Mecliste güçlü bir işçi sınıfı partisi, fabrikalarda ise güçlü bir işçi sınıfı sendikasının temelleri atılmaktadır. DİSK etkin mücadele vermesiyle kısa sürede gücünü artırır. Örgütlenme çalışması yaptığı işyerlerinde ki temsilcilikleri Türk-İş’in elinden alır. Türk-İş'ten istifa eden işçiler DİSK saflarına geçer. Gerçekleşen bu yoğun işçi akışını durdurmak için Türk-İş 1969 yılında bir yasa tasarısı hazırlayarak meclise sunar. Yeni yasa tasarısı, toplu sözleşme yapılabilmesi için işyeri ölçeğinde %51 olan temsil zorunluluğunu, sektör ölçeğinde %51 yaparak, DİSK’i toplu sözleşme yapamaz hale getirmeyi amaçlar.
TİP karşı çıksa da CHP ve Adalet Partisi Türk-İş'ten yana tavır alarak tasarıyı onaylar. Bunun üzerine Kemal Türkler, 14 Haziran’da işçi temsilcilerinin ve sendika yöneticilerinin katılacağı bir toplantı organize eder. DİSK geri adım atmayacaktır. Toplantıda direniş kararı alınır. 15 Haziran sabahı Marmara ve Kocaeli bölgesinde DİSK’in örgütlü olduğu işyerlerinde işçiler önce iş durdurup eylem başlatır. Sonra kent merkezlerine doğru yürüyüşe geçerler. Bu öyle bir yürüyüştür ki her adımda katlanarak, an be an büyüyerek devam eder. Yaklaşık 70 bin işçi ve 113 işyerinin katıldığı bu yürüyüş kendini ertesi güne devrederek günü bitirir. 16 Haziran sabahı ise sayı çok daha fazladır, yüzlerce işyeri ve yaklaşık 170 bin kadar işçi İstanbul, Gebze ve İzmit’te yeniden yollarda ve meydanlardadır.

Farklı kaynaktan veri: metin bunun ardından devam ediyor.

//! Prompt, component, and resolution result types.
//!
//! These are the records the engine reads. They mirror two relational tables
//! (`prompts` and `prompt_components`), so references between prompts are ids,
//! never pointers. The engine never mutates them.

use serde::{Deserialize, Serialize};
use std::collections::BTreeSet;
use std::fmt;
use std::str::FromStr;

/// Opaque identifier of a stored prompt.
///
/// Backed by the SQLite rowid of the `prompts` table.
#[derive(Debug, Clone, Copy, PartialEq, Eq, PartialOrd, Ord, Hash, Serialize, Deserialize)]
#[serde(transparent)]
pub struct PromptId(pub i64);

impl PromptId {
    /// Raw integer value of this id.
    #[must_use]
    pub const fn get(self) -> i64 {
        self.0
    }
}

impl fmt::Display for PromptId {
    fn fmt(&self, f: &mut fmt::Formatter<'_>) -> fmt::Result {
        write!(f, "#{}", self.0)
    }
}

impl From<i64> for PromptId {
    fn from(value: i64) -> Self {
        Self(value)
    }
}

impl FromStr for PromptId {
    type Err = std::num::ParseIntError;

    /// Accepts both `42` and `#42`.
    fn from_str(s: &str) -> Result<Self, Self::Err> {
        s.trim().trim_start_matches('#').parse::<i64>().map(Self)
    }
}

/// A named unit of text.
///
/// When `is_compound` is set, `text` is ignored during resolution and the
/// prompt's component list drives it instead.
#[derive(Debug, Clone, PartialEq, Eq, Serialize, Deserialize)]
pub struct Prompt {
    /// Unique identifier.
    pub id: PromptId,
    /// Unique human-readable key, used by import/export and the CLI.
    pub slug: String,
    /// Optional display title.
    #[serde(default, skip_serializing_if = "Option::is_none")]
    pub title: Option<String>,
    /// Literal content of a non-compound prompt. Absent resolves to `""`.
    #[serde(default, skip_serializing_if = "Option::is_none")]
    pub text: Option<String>,
    /// Whether the prompt is assembled from components.
    pub is_compound: bool,
    /// Cached deepest nesting level reachable from this prompt (compound only).
    #[serde(default, skip_serializing_if = "Option::is_none")]
    pub max_depth: Option<u32>,
}

impl Prompt {
    /// Create a non-compound prompt with literal text.
    pub fn simple(id: impl Into<PromptId>, slug: impl Into<String>, text: impl Into<String>) -> Self {
        Self {
            id: id.into(),
            slug: slug.into(),
            title: None,
            text: Some(text.into()),
            is_compound: false,
            max_depth: None,
        }
    }

    /// Create a compound prompt. Its components live alongside it in a [`PromptRecord`].
    pub fn compound(id: impl Into<PromptId>, slug: impl Into<String>) -> Self {
        Self {
            id: id.into(),
            slug: slug.into(),
            title: None,
            text: None,
            is_compound: true,
            max_depth: None,
        }
    }

    /// Literal text of a non-compound prompt, empty when absent.
    #[must_use]
    pub fn literal_text(&self) -> &str {
        self.text.as_deref().unwrap_or_default()
    }
}

/// One ordered slot inside a compound prompt.
///
/// At least one of `component_prompt_id`, `text_before`, and `text_after`
/// must be set; see [`crate::graph::validate_component_list`].
#[derive(Debug, Clone, Default, PartialEq, Eq, Serialize, Deserialize)]
pub struct Component {
    /// Zero-based position within the owning prompt.
    pub position: u32,
    /// Referenced prompt supplying the slot content.
    #[serde(default, skip_serializing_if = "Option::is_none")]
    pub component_prompt_id: Option<PromptId>,
    /// Literal text inserted before the slot content.
    #[serde(default, skip_serializing_if = "Option::is_none")]
    pub text_before: Option<String>,
    /// Literal text inserted after the slot content.
    #[serde(default, skip_serializing_if = "Option::is_none")]
    pub text_after: Option<String>,
}

impl Component {
    /// A component referencing another prompt with no surrounding text.
    pub fn reference(position: u32, prompt_id: impl Into<PromptId>) -> Self {
        Self {
            position,
            component_prompt_id: Some(prompt_id.into()),
            ..Self::default()
        }
    }

    /// A literal-text-only component.
    pub fn text(position: u32, text: impl Into<String>) -> Self {
        Self {
            position,
            text_before: Some(text.into()),
            ..Self::default()
        }
    }

    /// Set the text placed before the slot content.
    #[must_use]
    pub fn with_before(mut self, text: impl Into<String>) -> Self {
        self.text_before = Some(text.into());
        self
    }

    /// Set the text placed after the slot content.
    #[must_use]
    pub fn with_after(mut self, text: impl Into<String>) -> Self {
        self.text_after = Some(text.into());
        self
    }

    /// True when the component carries neither a reference nor any text.
    #[must_use]
    pub fn is_empty(&self) -> bool {
        self.component_prompt_id.is_none() && self.text_before.is_none() && self.text_after.is_none()
    }
}

/// A component joined with its referenced prompt's core fields.
#[derive(Debug, Clone, PartialEq, Eq, Serialize, Deserialize)]
pub struct ComponentRecord {
    /// The stored component row.
    #[serde(flatten)]
    pub component: Component,
    /// Core fields of the referenced prompt, when the component has one.
    #[serde(default, skip_serializing_if = "Option::is_none")]
    pub referenced: Option<Prompt>,
}

impl From<Component> for ComponentRecord {
    fn from(component: Component) -> Self {
        Self {
            component,
            referenced: None,
        }
    }
}

/// A prompt together with one level of its components.
///
/// This is the unit every fetch capability returns.
#[derive(Debug, Clone, PartialEq, Eq, Serialize, Deserialize)]
pub struct PromptRecord {
    /// The prompt row.
    pub prompt: Prompt,
    /// Components of a compound prompt; empty for non-compound prompts.
    #[serde(default)]
    pub components: Vec<ComponentRecord>,
}

impl PromptRecord {
    /// A record without components (non-compound prompts and referenced stubs).
    #[must_use]
    pub fn bare(prompt: Prompt) -> Self {
        Self {
            prompt,
            components: Vec::new(),
        }
    }

    /// Id of the wrapped prompt.
    #[must_use]
    pub fn id(&self) -> PromptId {
        self.prompt.id
    }

    /// Components in ascending position order, regardless of stored order.
    #[must_use]
    pub fn sorted_components(&self) -> Vec<&Component> {
        let mut components: Vec<&Component> = self.components.iter().map(|c| &c.component).collect();
        components.sort_by_key(|c| c.position);
        components
    }

    /// Ids referenced by this record's components, in position order.
    pub fn referenced_ids(&self) -> impl Iterator<Item = PromptId> + '_ {
        self.sorted_components().into_iter().filter_map(|c| c.component_prompt_id)
    }
}

/// Outcome of resolving one prompt.
#[derive(Debug, Clone, PartialEq, Eq, Serialize, Deserialize)]
pub struct ResolutionResult {
    /// Final assembled text.
    pub resolved_text: String,
    /// Maximum recursion depth encountered while producing the text.
    pub depth_reached: usize,
    /// Every prompt id visited, root included, deduplicated.
    pub used_prompt_ids: BTreeSet<PromptId>,
}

Bunun üzerine İçişleri Bakanı DİSK yöneticileriyle bir toplantı gerçekleştirir ve akşam saatlerinde Kocaeli ve İstanbul’da sıkıyönetim ilan edilir. Gerçekleşen büyük direnişin etkisiyle Anayasa Mahkemesi TİP’in başvurusunu kabul ederek, yeni sendika yasasını “Anayasaya aykırılık” gerekçesiyle iptal eder. İşçiler büyük bir zafer kazanır. Emekçilerin önce kendilerine sonra da örgütlerine güveni artar. Ki bu güven 1976 yılında Devlet Güvenlik Mahkemelerinin yeniden getirilmesine karşı günler süren bir direniş gerçekleştirecek ve yasayı geri çektirecektir.